- TO DO -
Could you set down exactly the lines of the data below, starting at the one that holds "Someone went online or offline." and ending at the one that holds "fn from(event: &DomainEvent)", both included, and only those?

Records drawn from a dataset
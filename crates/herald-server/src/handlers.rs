//! Connection handlers for Herald server.
//!
//! This module handles the socket lifecycle: upgrade, registration,
//! outbound frame delivery and cleanup on disconnect.

use crate::metrics::{self, ConnectionMetricsGuard};
use crate::state::AppState;
use anyhow::Result;
use axum::{
    extract::{
        ws::{Message, WebSocket, WebSocketUpgrade},
        State,
    },
    http::StatusCode,
    response::{IntoResponse, Response},
};
use futures_util::stream::SplitSink;
use futures_util::{SinkExt, StreamExt};
use herald_core::Connection;
use herald_protocol::{codec, now_millis, ClientFrame, Identity, ServerFrame};
use std::sync::Arc;
use tokio::sync::OwnedSemaphorePermit;
use tracing::{debug, info, trace, warn};

type Sink = SplitSink<WebSocket, Message>;

/// Health check handler.
pub async fn health_handler() -> impl IntoResponse {
    axum::Json(serde_json::json!({
        "status": "ok",
        "version": env!("CARGO_PKG_VERSION")
    }))
}

/// WebSocket upgrade handler.
pub async fn ws_handler(ws: WebSocketUpgrade, State(state): State<Arc<AppState>>) -> Response {
    let Some(slot) = state.try_acquire_slot() else {
        warn!(
            max_connections = state.config.limits.max_connections,
            "Connection limit reached, refusing upgrade"
        );
        metrics::record_rejected_connection();
        return (StatusCode::SERVICE_UNAVAILABLE, "Connection limit reached").into_response();
    };

    ws.max_message_size(state.config.limits.max_message_size)
        .on_upgrade(move |socket| handle_websocket(socket, state, slot))
}

/// Per-socket state.
struct Session {
    connection: Arc<Connection>,
    identity: Option<Identity>,
}

/// Handle a WebSocket connection.
async fn handle_websocket(socket: WebSocket, state: Arc<AppState>, _slot: OwnedSemaphorePermit) {
    let _metrics_guard = ConnectionMetricsGuard::new();

    let (connection, mut outbound) = Connection::channel(state.config.limits.send_buffer);
    let mut session = Session {
        connection,
        identity: None,
    };

    debug!(connection = session.connection.id(), "WebSocket connected");

    let (mut sender, mut receiver) = socket.split();

    loop {
        tokio::select! {
            // Frames routed to this connection
            Some(frame) = outbound.recv() => {
                if send_frame(&mut sender, &frame).await.is_err() {
                    break;
                }
            }

            msg = receiver.next() => {
                match msg {
                    Some(Ok(Message::Text(text))) => {
                        if let Some(reply) = handle_text(&state, &mut session, &text).await {
                            if send_frame(&mut sender, &reply).await.is_err() {
                                break;
                            }
                        }
                    }
                    Some(Ok(Message::Binary(data))) => {
                        debug!(connection = session.connection.id(), bytes = data.len(), "Ignoring binary message");
                        metrics::record_malformed("socket");
                    }
                    Some(Ok(Message::Ping(_) | Message::Pong(_))) => {
                        // Control frames are answered by the WebSocket layer
                    }
                    Some(Ok(Message::Close(_))) => {
                        debug!(connection = session.connection.id(), "Received close frame");
                        break;
                    }
                    Some(Err(e)) => {
                        warn!(connection = session.connection.id(), error = %e, "WebSocket error");
                        metrics::record_error("websocket");
                        break;
                    }
                    None => {
                        debug!(connection = session.connection.id(), "WebSocket stream ended");
                        break;
                    }
                }
            }
        }
    }

    disconnect(&state, session).await;
}

/// Handle one inbound text frame, returning the direct reply if any.
async fn handle_text(state: &AppState, session: &mut Session, text: &str) -> Option<ServerFrame> {
    let frame = match codec::decode_frame(text) {
        Ok(frame) => frame,
        Err(e) => {
            warn!(connection = session.connection.id(), error = %e, "Malformed client frame");
            metrics::record_malformed("socket");
            return Some(ServerFrame::error("Malformed frame"));
        }
    };

    match frame {
        ClientFrame::Register { username } => Some(register(state, session, username).await),

        ClientFrame::Ping { timestamp } => {
            if let Some(identity) = &session.identity {
                if owns(state, identity, &session.connection) {
                    if let Err(e) = state.presence.heartbeat(identity).await {
                        warn!(identity = %identity, error = %e, "Presence refresh failed");
                        metrics::record_error("presence");
                    }
                } else {
                    trace!(identity = %identity, connection = session.connection.id(), "Replaced connection, ping not counted");
                }
            }
            let timestamp = if timestamp == 0 { now_millis() } else { timestamp };
            Some(ServerFrame::pong(timestamp))
        }

        ClientFrame::Other => {
            trace!(connection = session.connection.id(), "Ignoring frame for another service");
            None
        }
    }
}

/// Bind the socket to `username`.
async fn register(state: &AppState, session: &mut Session, username: Identity) -> ServerFrame {
    if username.trim().is_empty() {
        return ServerFrame::error("username must not be empty");
    }

    // Re-registering under another name releases the old one.
    if let Some(previous) = session.identity.take() {
        if previous != username {
            release(state, &previous, &session.connection).await;
        }
    }

    if let Some(replaced) = state
        .registry
        .register(username.clone(), Arc::clone(&session.connection))
    {
        debug!(identity = %username, replaced = replaced.id(), "Newer connection took over identity");
        replaced.close();
    }

    if let Err(e) = state.presence.heartbeat(&username).await {
        warn!(identity = %username, error = %e, "Presence refresh failed");
        metrics::record_error("presence");
    }

    info!(identity = %username, connection = session.connection.id(), "Registered");
    metrics::record_registration();
    session.identity = Some(username);

    ServerFrame::registered()
}

/// Check that `connection` is still the one registered for `identity`.
fn owns(state: &AppState, identity: &str, connection: &Connection) -> bool {
    state
        .registry
        .lookup(identity)
        .is_some_and(|current| current.id() == connection.id())
}

/// Unregister and clear presence if this connection still owns `identity`.
async fn release(state: &AppState, identity: &str, connection: &Connection) {
    if !state.registry.unregister(identity, connection) {
        return;
    }

    if let Err(e) = state.presence.logout(identity).await {
        warn!(identity = %identity, error = %e, "Presence clear failed");
        metrics::record_error("presence");
    }
}

async fn disconnect(state: &AppState, session: Session) {
    session.connection.close();

    if let Some(identity) = &session.identity {
        release(state, identity, &session.connection).await;
    }

    debug!(connection = session.connection.id(), "WebSocket disconnected");
}

/// Send a frame to the WebSocket.
async fn send_frame(sender: &mut Sink, frame: &ServerFrame) -> Result<()> {
    let text = codec::encode_frame(frame)?;
    sender.send(Message::Text(text)).await?;
    Ok(())
}
//! Codec benchmarks for herald-protocol.

use criterion::{black_box, criterion_group, criterion_main, Criterion, Throughput};
use herald_protocol::{codec, BusCodec, DomainEvent, RoomMessage, ServerFrame};

fn room_message(size: usize) -> DomainEvent {
    DomainEvent::NewMessage(RoomMessage {
        id: Some("0b7c6a4e-1f49-4c1e-9e36-0d2f3c8e5a11".to_string()),
        room: "general".to_string(),
        sender: "alice".to_string(),
        content: "x".repeat(size),
        timestamp: 1_700_000_000_000,
    })
}

fn bench_bus_encode(c: &mut Criterion) {
    let event = room_message(64);

    let mut group = c.benchmark_group("bus_encode");
    group.throughput(Throughput::Elements(1));
    for codec in [BusCodec::Json, BusCodec::Msgpack] {
        group.bench_function(codec.name(), |b| {
            b.iter(|| codec.encode(black_box(&event)))
        });
    }
    group.finish();
}

fn bench_bus_decode(c: &mut Criterion) {
    let event = room_message(64);

    let mut group = c.benchmark_group("bus_decode");
    for codec in [BusCodec::Json, BusCodec::Msgpack] {
        let encoded = codec.encode(&event).unwrap();
        group.throughput(Throughput::Bytes(encoded.len() as u64));
        group.bench_function(codec.name(), |b| {
            b.iter(|| codec.decode(black_box(&encoded)))
        });
    }
    group.finish();
}

fn bench_server_frame(c: &mut Criterion) {
    let event = room_message(256);

    c.bench_function("server_frame_256B", |b| {
        b.iter(|| codec::encode_frame(&ServerFrame::from(black_box(&event))).unwrap())
    });
}

criterion_group!(
    benches,
    bench_bus_encode,
    bench_bus_decode,
    bench_server_frame
);
criterion_main!(benches);
//! Domain events and socket frames.
//!
//! `DomainEvent` is what producers publish on the bus. On the wire it is the
//! `{"event": "...", "data": {...}}` envelope used by the chat services, so
//! payloads published by the room and message services decode unchanged.
//!
//! `ServerFrame` and `ClientFrame` are the JSON text frames exchanged with
//! WebSocket clients. Every server frame carries a `type` discriminator;
//! presence and room frames also carry an `event` sub-tag.

use serde::{Deserialize, Serialize};
use std::time::{SystemTime, UNIX_EPOCH};

/// An opaque user identity (the `username` on the wire).
pub type Identity = String;

/// Milliseconds since the Unix epoch.
#[must_use]
pub fn now_millis() -> u64 {
    SystemTime::now()
        .duration_since(UNIX_EPOCH)
        .map(|d| d.as_millis() as u64)
        .unwrap_or_default()
}

/// A chat message posted to a room.
#[derive(Debug, Clone, PartialEq, Eq, Serialize, Deserialize)]
pub struct RoomMessage {
    /// Message id assigned by the message service.
    #[serde(default, skip_serializing_if = "Option::is_none")]
    pub id: Option<String>,
    /// Target room.
    pub room: String,
    /// Sender identity.
    pub sender: Identity,
    /// Message body.
    pub content: String,
    /// Creation time in milliseconds.
    pub timestamp: u64,
}

/// A direct message between two identities.
#[derive(Debug, Clone, PartialEq, Eq, Serialize, Deserialize)]
pub struct DirectMessage {
    /// Message id assigned by the message service.
    #[serde(default, skip_serializing_if = "Option::is_none")]
    pub id: Option<String>,
    /// Sender identity.
    pub sender: Identity,
    /// Recipient identity.
    pub recipient: Identity,
    /// Message body.
    pub content: String,
    /// Creation time in milliseconds.
    pub timestamp: u64,
}

/// An identity went online or offline.
#[derive(Debug, Clone, PartialEq, Eq)]
pub struct PresenceChange {
    pub identity: Identity,
    pub online: bool,
    pub timestamp: u64,
}

/// Kind of room membership or lifecycle change.
#[derive(Debug, Clone, Copy, PartialEq, Eq, Hash, Serialize, Deserialize)]
pub enum RoomEventKind {
    #[serde(rename = "user-joined")]
    Joined,
    #[serde(rename = "user-left")]
    Left,
    #[serde(rename = "room-created")]
    Created,
}

impl RoomEventKind {
    /// The wire name of this kind.
    #[must_use]
    pub fn as_str(&self) -> &'static str {
        match self {
            RoomEventKind::Joined => "user-joined",
            RoomEventKind::Left => "user-left",
            RoomEventKind::Created => "room-created",
        }
    }
}

/// A room membership or lifecycle change.
#[derive(Debug, Clone, PartialEq, Eq)]
pub struct RoomEvent {
    pub kind: RoomEventKind,
    pub room: String,
    /// The member who joined or left, or the creator of a new room.
    pub identity: Option<Identity>,
    pub timestamp: u64,
}

/// A targeted, out-of-band notification.
#[derive(Debug, Clone, PartialEq, Eq)]
pub struct Notification {
    pub recipient: Identity,
    pub title: String,
    pub body: String,
    pub timestamp: u64,
}

impl Notification {
    /// Create a notification stamped with the current time.
    #[must_use]
    pub fn new(
        recipient: impl Into<Identity>,
        title: impl Into<String>,
        body: impl Into<String>,
    ) -> Self {
        Self {
            recipient: recipient.into(),
            title: title.into(),
            body: body.into(),
            timestamp: now_millis(),
        }
    }

    /// The client-facing payload of this notification.
    #[must_use]
    pub fn payload(&self) -> NotificationPayload {
        NotificationPayload {
            recipient: None,
            title: self.title.clone(),
            message: self.body.clone(),
            timestamp: self.timestamp,
        }
    }
}

/// Presence payload: `{"username", "timestamp"}`.
#[derive(Debug, Clone, PartialEq, Eq, Serialize, Deserialize)]
pub struct PresencePayload {
    pub username: Identity,
    pub timestamp: u64,
}

/// Room payload.
///
/// `room-created` events carry the stored room record, so `name`, `creator`
/// and `created` are accepted as aliases.
#[derive(Debug, Clone, PartialEq, Eq, Serialize, Deserialize)]
pub struct RoomPayload {
    #[serde(alias = "name")]
    pub room: String,
    #[serde(default, alias = "creator", skip_serializing_if = "Option::is_none")]
    pub username: Option<Identity>,
    #[serde(alias = "created")]
    pub timestamp: u64,
}

/// Notification payload: `{"title", "message", "timestamp"}`.
///
/// The recipient is only present when the notification travels on the bus.
#[derive(Debug, Clone, PartialEq, Eq, Serialize, Deserialize)]
pub struct NotificationPayload {
    #[serde(default, skip_serializing_if = "Option::is_none")]
    pub recipient: Option<Identity>,
    pub title: String,
    pub message: String,
    pub timestamp: u64,
}

impl NotificationPayload {
    /// Attach a recipient, producing a domain notification.
    #[must_use]
    pub fn into_notification(self, recipient: impl Into<Identity>) -> Notification {
        Notification {
            recipient: recipient.into(),
            title: self.title,
            body: self.message,
            timestamp: self.timestamp,
        }
    }
}

/// An immutable event published by a producer.
#[derive(Debug, Clone, PartialEq, Eq, Serialize, Deserialize)]
#[serde(into = "WireEvent", try_from = "WireEvent")]
pub enum DomainEvent {
    NewMessage(RoomMessage),
    NewDirectMessage(DirectMessage),
    PresenceChanged(PresenceChange),
    Room(RoomEvent),
    Notification(Notification),
}

impl DomainEvent {
    /// A presence change for `identity`, stamped now.
    #[must_use]
    pub fn presence(identity: impl Into<Identity>, online: bool) -> Self {
        DomainEvent::PresenceChanged(PresenceChange {
            identity: identity.into(),
            online,
            timestamp: now_millis(),
        })
    }

    /// The wire event name (`new-message`, `user-online`, ...).
    #[must_use]
    pub fn name(&self) -> &'static str {
        match self {
            DomainEvent::NewMessage(_) => "new-message",
            DomainEvent::NewDirectMessage(_) => "new-direct-message",
            DomainEvent::PresenceChanged(p) if p.online => "user-online",
            DomainEvent::PresenceChanged(_) => "user-offline",
            DomainEvent::Room(r) => r.kind.as_str(),
            DomainEvent::Notification(_) => "notification",
        }
    }
}

/// Bus envelope. Kept private; `DomainEvent` converts through it.
#[derive(Debug, Clone, Serialize, Deserialize)]
#[serde(tag = "event", content = "data")]
enum WireEvent {
    #[serde(rename = "new-message")]
    NewMessage(RoomMessage),
    #[serde(rename = "new-direct-message")]
    NewDirectMessage(DirectMessage),
    #[serde(rename = "user-online")]
    UserOnline(PresencePayload),
    #[serde(rename = "user-offline")]
    UserOffline(PresencePayload),
    #[serde(rename = "user-joined")]
    UserJoined(RoomPayload),
    #[serde(rename = "user-left")]
    UserLeft(RoomPayload),
    #[serde(rename = "room-created")]
    RoomCreated(RoomPayload),
    #[serde(rename = "notification")]
    Notification(NotificationPayload),
}

fn presence_payload(p: &PresenceChange) -> PresencePayload {
    PresencePayload {
        username: p.identity.clone(),
        timestamp: p.timestamp,
    }
}

fn room_payload(r: &RoomEvent) -> RoomPayload {
    RoomPayload {
        room: r.room.clone(),
        username: r.identity.clone(),
        timestamp: r.timestamp,
    }
}

fn room_event(kind: RoomEventKind, payload: RoomPayload) -> RoomEvent {
    RoomEvent {
        kind,
        room: payload.room,
        identity: payload.username,
        timestamp: payload.timestamp,
    }
}

impl From<DomainEvent> for WireEvent {
    fn from(event: DomainEvent) -> Self {
        match event {
            DomainEvent::NewMessage(m) => WireEvent::NewMessage(m),
            DomainEvent::NewDirectMessage(m) => WireEvent::NewDirectMessage(m),
            DomainEvent::PresenceChanged(p) if p.online => {
                WireEvent::UserOnline(presence_payload(&p))
            }
            DomainEvent::PresenceChanged(p) => WireEvent::UserOffline(presence_payload(&p)),
            DomainEvent::Room(r) => match r.kind {
                RoomEventKind::Joined => WireEvent::UserJoined(room_payload(&r)),
                RoomEventKind::Left => WireEvent::UserLeft(room_payload(&r)),
                RoomEventKind::Created => WireEvent::RoomCreated(room_payload(&r)),
            },
            DomainEvent::Notification(n) => WireEvent::Notification(NotificationPayload {
                recipient: Some(n.recipient),
                title: n.title,
                message: n.body,
                timestamp: n.timestamp,
            }),
        }
    }
}

impl TryFrom<WireEvent> for DomainEvent {
    type Error = &'static str;

    fn try_from(wire: WireEvent) -> Result<Self, Self::Error> {
        let event = match wire {
            WireEvent::NewMessage(m) => DomainEvent::NewMessage(m),
            WireEvent::NewDirectMessage(m) => DomainEvent::NewDirectMessage(m),
            WireEvent::UserOnline(p) => DomainEvent::PresenceChanged(PresenceChange {
                identity: p.username,
                online: true,
                timestamp: p.timestamp,
            }),
            WireEvent::UserOffline(p) => DomainEvent::PresenceChanged(PresenceChange {
                identity: p.username,
                online: false,
                timestamp: p.timestamp,
            }),
            WireEvent::UserJoined(r) => DomainEvent::Room(room_event(RoomEventKind::Joined, r)),
            WireEvent::UserLeft(r) => DomainEvent::Room(room_event(RoomEventKind::Left, r)),
            WireEvent::RoomCreated(r) => DomainEvent::Room(room_event(RoomEventKind::Created, r)),
            WireEvent::Notification(mut n) => match n.recipient.take() {
                Some(recipient) => DomainEvent::Notification(n.into_notification(recipient)),
                None => return Err("notification event without recipient"),
            },
        };
        Ok(event)
    }
}

/// Sub-tag of `presence` frames.
#[derive(Debug, Clone, Copy, PartialEq, Eq, Serialize, Deserialize)]
pub enum PresenceEventKind {
    #[serde(rename = "user-online")]
    Online,
    #[serde(rename = "user-offline")]
    Offline,
}

/// A frame sent from the server to a client.
#[derive(Debug, Clone, PartialEq, Eq, Serialize, Deserialize)]
#[serde(tag = "type")]
pub enum ServerFrame {
    /// Registration acknowledgment.
    #[serde(rename = "register")]
    Register { status: String },

    /// A room chat message.
    #[serde(rename = "message")]
    Message { data: RoomMessage },

    /// A direct message.
    #[serde(rename = "direct-message")]
    DirectMessage { data: DirectMessage },

    /// Someone went online or offline.
    #[serde(rename = "presence")]
    Presence {
        event: PresenceEventKind,
        data: PresencePayload,
    },

    /// Room membership or lifecycle change.
    #[serde(rename = "room")]
    Room {
        event: RoomEventKind,
        data: RoomPayload,
    },

    /// A targeted notification.
    #[serde(rename = "notification")]
    Notification { data: NotificationPayload },

    /// Reply to a client ping.
    #[serde(rename = "pong")]
    Pong { timestamp: u64 },

    /// The client sent something the server could not process.
    #[serde(rename = "error")]
    Error { message: String },
}

impl ServerFrame {
    /// Successful registration acknowledgment.
    #[must_use]
    pub fn registered() -> Self {
        ServerFrame::Register {
            status: "success".to_string(),
        }
    }

    /// Create a pong frame echoing the client's timestamp.
    #[must_use]
    pub fn pong(timestamp: u64) -> Self {
        ServerFrame::Pong { timestamp }
    }

    /// Create an error frame.
    #[must_use]
    pub fn error(message: impl Into<String>) -> Self {
        ServerFrame::Error {
            message: message.into(),
        }
    }

    /// The `type` discriminator of this frame.
    #[must_use]
    pub fn frame_type(&self) -> &'static str {
        match self {
            ServerFrame::Register { .. } => "register",
            ServerFrame::Message { .. } => "message",
            ServerFrame::DirectMessage { .. } => "direct-message",
            ServerFrame::Presence { .. } => "presence",
            ServerFrame::Room { .. } => "room",
            ServerFrame::Notification { .. } => "notification",
            ServerFrame::Pong { .. } => "pong",
            ServerFrame::Error { .. } => "error",
        }
    }
}

impl From<&DomainEvent> for ServerFrame {
    fn from(event: &DomainEvent) -> Self {
        match event {
            DomainEvent::NewMessage(m) => ServerFrame::Message { data: m.clone() },
            DomainEvent::NewDirectMessage(m) => ServerFrame::DirectMessage { data: m.clone() },
            DomainEvent::PresenceChanged(p) => ServerFrame::Presence {
                event: if p.online {
                    PresenceEventKind::Online
                } else {
                    PresenceEventKind::Offline
                },
                data: presence_payload(p),
            },
            DomainEvent::Room(r) => ServerFrame::Room {
                event: r.kind,
                data: room_payload(r),
            },
            DomainEvent::Notification(n) => ServerFrame::Notification { data: n.payload() },
        }
    }
}

/// A frame sent from a client to the server.
///
/// Anything other than `register` and `ping` belongs to the chat services and
/// decodes as [`ClientFrame::Other`].
#[derive(Debug, Clone, PartialEq, Eq, Serialize, Deserialize)]
#[serde(tag = "type")]
pub enum ClientFrame {
    /// Bind this socket to an identity.
    #[serde(rename = "register")]
    Register { username: Identity },

    /// Application-level liveness probe.
    #[serde(rename = "ping")]
    Ping {
        #[serde(default)]
        timestamp: u64,
    },

    #[serde(other)]
    Other,
}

- COMPLETED TASK -
    /// Someone went online or offline.
    #[serde(rename = "presence")]
    Presence {
        event: PresenceEventKind,
        data: PresencePayload,
    },

    /// Room membership or lifecycle change.
    #[serde(rename = "room")]
    Room {
        event: RoomEventKind,
        data: RoomPayload,
    },

    /// A targeted notification.
    #[serde(rename = "notification")]
    Notification { data: NotificationPayload },

    /// Reply to a client ping.
    #[serde(rename = "pong")]
    Pong { timestamp: u64 },

    /// The client sent something the server could not process.
    #[serde(rename = "error")]
    Error { message: String },
}

impl ServerFrame {
    /// Successful registration acknowledgment.
    #[must_use]
    pub fn registered() -> Self {
        ServerFrame::Register {
            status: "success".to_string(),
        }
    }

    /// Create a pong frame echoing the client's timestamp.
    #[must_use]
    pub fn pong(timestamp: u64) -> Self {
        ServerFrame::Pong { timestamp }
    }

    /// Create an error frame.
    #[must_use]
    pub fn error(message: impl Into<String>) -> Self {
        ServerFrame::Error {
            message: message.into(),
        }
    }

    /// The `type` discriminator of this frame.
    #[must_use]
    pub fn frame_type(&self) -> &'static str {
        match self {
            ServerFrame::Register { .. } => "register",
            ServerFrame::Message { .. } => "message",
            ServerFrame::DirectMessage { .. } => "direct-message",
            ServerFrame::Presence { .. } => "presence",
            ServerFrame::Room { .. } => "room",
            ServerFrame::Notification { .. } => "notification",
            ServerFrame::Pong { .. } => "pong",
            ServerFrame::Error { .. } => "error",
        }
    }
}

impl From<&DomainEvent> for ServerFrame {
    fn from(event: &DomainEvent) -> Self {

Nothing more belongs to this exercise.